Originally Posted February 2011
I believe that schools are great places, filled with great people, and great learning; but in the complex world of the
21st century, that’s simply not enough. Our students deserve better than simply maintaining the status quo. As a profession, we have a responsibility of becoming “better”. What does it take to become better? According to Atul Gawande, it simply “takes a willingness to try”. But where do you start? What do you try?
I think that Schmoker and Marzano convincingly say, start with the teachers. Their work clearly links the quality of a teacher with student learning and success. A year with an ineffective teacher greatly inhibits student learning and achievement.

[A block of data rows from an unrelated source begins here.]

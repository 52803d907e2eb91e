//! Submission field validation.
//!
//! # Design Decisions
//! - Rules run in order; the first failure wins
//! - Deliberately permissive: no trimming, no email/phone format
//!   checks — the hard boundary is presence, type and size
//! - Error display strings are the exact client-facing messages

use serde_json::Value;
use thiserror::Error;

/// Maximum accepted length for the identifier and the secret.
pub const MAX_FIELD_LEN: usize = 100;

#[derive(Debug, Clone, PartialEq, Eq, Error)]
pub enum ValidationError {
    #[error("Missing required fields")]
    MissingFields,

    #[error("Invalid input type")]
    InvalidType,

    #[error("Input exceeds maximum length")]
    TooLong,
}

/// Fields that passed validation, ready for hashing and storage.
#[derive(Debug, Clone, PartialEq)]
pub struct ValidatedFields {
    pub identifier: String,
    pub secret: String,
    /// Client-supplied timestamp, trusted as-is.
    pub timestamp: Value,
}

fn present(value: Option<&Value>) -> bool {
    match value {
        None | Some(Value::Null) => false,
        Some(Value::String(s)) => !s.is_empty(),
        Some(_) => true,
    }
}

/// Validate the raw JSON body of a submission.
pub fn validate(body: &Value) -> Result<ValidatedFields, ValidationError> {
    let identifier = body.get("emailOrPhone");
    let secret = body.get("password");
    let timestamp = body.get("timestamp");

    if !present(identifier) || !present(secret) || !present(timestamp) {
        return Err(ValidationError::MissingFields);
    }

    let (Some(Value::String(identifier)), Some(Value::String(secret))) = (identifier, secret)
    else {
        return Err(ValidationError::InvalidType);
    };

    if identifier.len() > MAX_FIELD_LEN || secret.len() > MAX_FIELD_LEN {
        return Err(ValidationError::TooLong);
    }

    Ok(ValidatedFields {
        identifier: identifier.clone(),
        secret: secret.clone(),
        timestamp: timestamp.cloned().unwrap_or(Value::Null),
    })
}

#[cfg(test)]
mod tests {
    use super::*;
    use serde_json::json;

    fn valid_body() -> Value {
        json!({
            "emailOrPhone": "a@b.com",
            "password": "hunter2",
            "timestamp": "2024-01-01T00:00:00Z"
        })
    }

    #[test]
    fn test_valid_body_passes() {
        let fields = validate(&valid_body()).unwrap();
        assert_eq!(fields.identifier, "a@b.com");
        assert_eq!(fields.secret, "hunter2");
        assert_eq!(fields.timestamp, json!("2024-01-01T00:00:00Z"));
    }

    #[test]
    fn test_missing_fields() {
        for field in ["emailOrPhone", "password", "timestamp"] {
            let mut body = valid_body();
            body.as_object_mut().unwrap().remove(field);
            assert_eq!(validate(&body), Err(ValidationError::MissingFields), "{field}");
        }

        let mut body = valid_body();
        body["password"] = json!("");
        assert_eq!(validate(&body), Err(ValidationError::MissingFields));

        let mut body = valid_body();
        body["timestamp"] = Value::Null;
        assert_eq!(validate(&body), Err(ValidationError::MissingFields));
    }

    #[test]
    fn test_invalid_types() {
        let mut body = valid_body();
        body["emailOrPhone"] = json!(12345);
        assert_eq!(validate(&body), Err(ValidationError::InvalidType));

        let mut body = valid_body();
        body["password"] = json!(["h", "unter2"]);
        assert_eq!(validate(&body), Err(ValidationError::InvalidType));
    }

    #[test]
    fn test_length_boundary() {
        let mut body = valid_body();
        body["password"] = json!("x".repeat(MAX_FIELD_LEN));
        assert!(validate(&body).is_ok());

        body["password"] = json!("x".repeat(MAX_FIELD_LEN + 1));
        assert_eq!(validate(&body), Err(ValidationError::TooLong));

        let mut body = valid_body();
        body["emailOrPhone"] = json!("x".repeat(MAX_FIELD_LEN + 1));
        assert_eq!(validate(&body), Err(ValidationError::TooLong));
    }

    #[test]
    fn test_first_failure_wins() {
        // Missing field outranks a type problem elsewhere in the body.
        let body = json!({ "emailOrPhone": 42, "password": "hunter2" });
        assert_eq!(validate(&body), Err(ValidationError::MissingFields));
    }
}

Two successive years of ineffective instruction is debilitating. In contrast, a year with a highly effective teacher is very powerful and two successive years with highly effective teachers enables student learning and achievement to soar. So, what do you do?
You start by being a learning leader. You start by being a teacher. I think that everyone in education aspires to be the “highly effective” teachers. People always want to do their best. No one wants to be the “ineffective teacher”. However, like the students in our classrooms and people in every profession, there are varying decrees of competence and excellence. So where do you start? What do you try?

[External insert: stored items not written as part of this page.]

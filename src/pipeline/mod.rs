//! Submission handling pipeline.
//!
//! # Data Flow
//! ```text
//! POST /submit
//!     → rate limit (per origin ip)
//!     → token verify (session + X-CSRF-Token)
//!     → validation.rs (presence / type / length)
//!     → bcrypt hash (blocking pool, no lock held)
//!     → storage append (serialized critical section)
//! ```
//!
//! # Design Decisions
//! - Fail-fast: the first failing stage fixes the rejection reason and
//!   no later stage runs — no partial persistence
//! - The plaintext secret never reaches a log or a response

pub mod validation;

use std::net::IpAddr;
use std::time::Duration;

use thiserror::Error;
use uuid::Uuid;

use crate::config::IntakeConfig;
use crate::security::hashing::HashError;
use crate::security::{CredentialHasher, RateLimiter, TokenIssuer};
use crate::storage::{RecordStore, StoreError, SubmissionRecord};
use validation::{validate, ValidationError};

pub use validation::MAX_FIELD_LEN;

/// Why a submission was rejected; fixes both status code and message.
#[derive(Debug, Error)]
pub enum RejectReason {
    #[error("Too many requests, please try again later.")]
    RateLimited,

    #[error("Invalid CSRF token")]
    InvalidToken,

    #[error("{0}")]
    Validation(#[from] ValidationError),

    #[error("password hashing failed")]
    Hashing(#[from] HashError),

    #[error("record append failed")]
    Store(#[from] StoreError),
}

impl RejectReason {
    /// Metric label for this rejection.
    pub fn outcome(&self) -> &'static str {
        match self {
            RejectReason::RateLimited => "rate_limited",
            RejectReason::InvalidToken => "invalid_token",
            RejectReason::Validation(_) => "validation",
            RejectReason::Hashing(_) => "hashing",
            RejectReason::Store(_) => "store",
        }
    }
}

/// Composes the per-request stages around the process-wide state.
pub struct SubmissionPipeline {
    rate_limiter: RateLimiter,
    tokens: TokenIssuer,
    hasher: CredentialHasher,
    store: RecordStore,
}

impl SubmissionPipeline {
    pub fn new(config: &IntakeConfig) -> Self {
        Self {
            rate_limiter: RateLimiter::new(
                Duration::from_secs(config.rate_limit.window_secs),
                config.rate_limit.max_requests,
            ),
            tokens: TokenIssuer::new(Duration::from_secs(config.security.token_ttl_secs)),
            hasher: CredentialHasher::new(config.hashing.cost),
            store: RecordStore::new(&config.storage.data_file),
        }
    }

    /// The token issuer, for the issuance endpoint.
    pub fn tokens(&self) -> &TokenIssuer {
        &self.tokens
    }

    /// The record store, for reads.
    pub fn store(&self) -> &RecordStore {
        &self.store
    }

    /// Run one submission through every stage.
    ///
    /// `session` and `presented_token` are None when the client sent no
    /// session cookie or no X-CSRF-Token header; both are invalid-token
    /// failures once the rate limit stage has passed.
    pub async fn process(
        &self,
        session: Option<Uuid>,
        presented_token: Option<&str>,
        body: &serde_json::Value,
        origin: IpAddr,
    ) -> Result<(), RejectReason> {
        // Stage 1: rate limit
        if !self.rate_limiter.allow(&origin.to_string()) {
            return Err(RejectReason::RateLimited);
        }

        // Stage 2: token verification
        let verified = match (session, presented_token) {
            (Some(session), Some(token)) => self.tokens.verify(session, token),
            _ => false,
        };
        if !verified {
            return Err(RejectReason::InvalidToken);
        }

        // Stage 3: validation
        let fields = validate(body)?;

        // Stage 4: hashing, on the blocking pool. No shared lock is
        // held across this await.
        let hasher = self.hasher;
        let secret = fields.secret;
        let digest = tokio::task::spawn_blocking(move || hasher.hash(&secret))
            .await
            .map_err(|_| RejectReason::Hashing(HashError::TaskAborted))??;

        // Stage 5: durable append
        self.store
            .append(SubmissionRecord {
                email_or_phone: fields.identifier,
                password: digest,
                timestamp: fields.timestamp,
                ip: origin.to_string(),
            })
            .await?;

        Ok(())
    }
}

You start with the positive assumption that teachers are doing the best they can with what they know, and begin to expand the depth and breadth of their knowledge. People are comfortable sticking to what they know and what they know works. It’s human nature. Why reinvent the wheel? So show them something new, something alternative, something better. Show them that “new wheel”! Share a favourite book. author, website, blog, podcast or resource. It’s unreasonable to expect students to learn something new unless we have shared it with them. Why should teachers be any different? Show your colleagues a better possibility and they will more likely to attempt a new instructional practice rather than stick with the familiar and known.
Get teachers working together. Today’s world is too complex to manage by yourself. Schools and the work of educators, is no different. Build schedules that allow for easy collaboration. Include training and staff development on collaboration. Cooperation is easy. Collaboration is hard work. People need to know how to participate in a collaborative group, they need to know how to produce an agenda, to come to a decision and communicate it, to understand the difference between dialogue and discussion. The work of Robert Garmston with the Center for Adaptive Schools is a great place to start. Start modeling the use of protocols when working with small and large groups, and gradually begin training the early adapters and informal leaders in your community on their use and purpose. If you do, Critical Friends Group training will soon follow.

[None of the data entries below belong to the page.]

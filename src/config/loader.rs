//! Configuration loading from disk.

use std::fs;
use std::path::Path;

use crate::config::schema::IntakeConfig;
use crate::config::validation::{validate_config, ValidationError};

/// Error type for configuration loading.
#[derive(Debug)]
pub enum ConfigError {
    Io(std::io::Error),
    Parse(toml::de::Error),
    Validation(Vec<ValidationError>),
}

impl std::fmt::Display for ConfigError {
    fn fmt(&self, f: &mut std::fmt::Formatter<'_>) -> std::fmt::Result {
        match self {
            ConfigError::Io(e) => write!(f, "IO error: {}", e),
            ConfigError::Parse(e) => write!(f, "Parse error: {}", e),
            ConfigError::Validation(errors) => {
                write!(f, "Validation failed: ")?;
                for (i, err) in errors.iter().enumerate() {
                    if i > 0 {
                        write!(f, ", ")?;
                    }
                    write!(f, "{}", err)?;
                }
                Ok(())
            }
        }
    }
}

impl std::error::Error for ConfigError {}

/// Load and validate configuration from a TOML file.
pub fn load_config(path: &Path) -> Result<IntakeConfig, ConfigError> {
    let content = fs::read_to_string(path).map_err(ConfigError::Io)?;
    let config: IntakeConfig = toml::from_str(&content).map_err(ConfigError::Parse)?;

    validate_config(&config).map_err(ConfigError::Validation)?;

    Ok(config)
}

Start getting rid of shared drives, servers, Rubicon Atlas, and cluttered email In boxes. Begin using Google’s Education Apps in your school. There are incredible tools at your finger tips, so get exploring. Google Docs and Google Calendar are simple and effective tools for getting people to work together collaboratively. Imagine teams of teachers meeting together to purposefully discuss and share ideas about student learning. Tools like Google Docs are great for collaboratively building agendas, sharing nuts and bolts, and keeping the minutes from a meeting at everyone’s finger tips, their true power is in the ability of teams to craft Essential Questions and Enduring Understandings together, to build units of study or collections of shared resources together, and reflect on student learning at anytime, from anywhere.
Be a role model. Get out of the office. Get out of the meeting and into the classrooms and hallways. Make it an uncompromising priority. Actions speak louder than words. As the learning leader in your school, start talking to students about learning. Start talking to teachers about learning. Engage in these conversations daily. If you do, students and teachers will take notice. Fiedlwork Education’s “Looking For Learning” has excellent resources and ideas for building this reflective practice. Soon teachers, students, and all community members will see that learning is the priority, not teaching. They will see how they are expected to interact with each other. They will be more likely to visit each other’s classrooms. We know that providing students with exemplars is an effective instructional practice. So why not do it with your faculty? Get your teachers learning from the best, by seeing the best!
If students are the most important people in your school and their learning is the central focus, then what are you doing to make it better? All you need to do is try.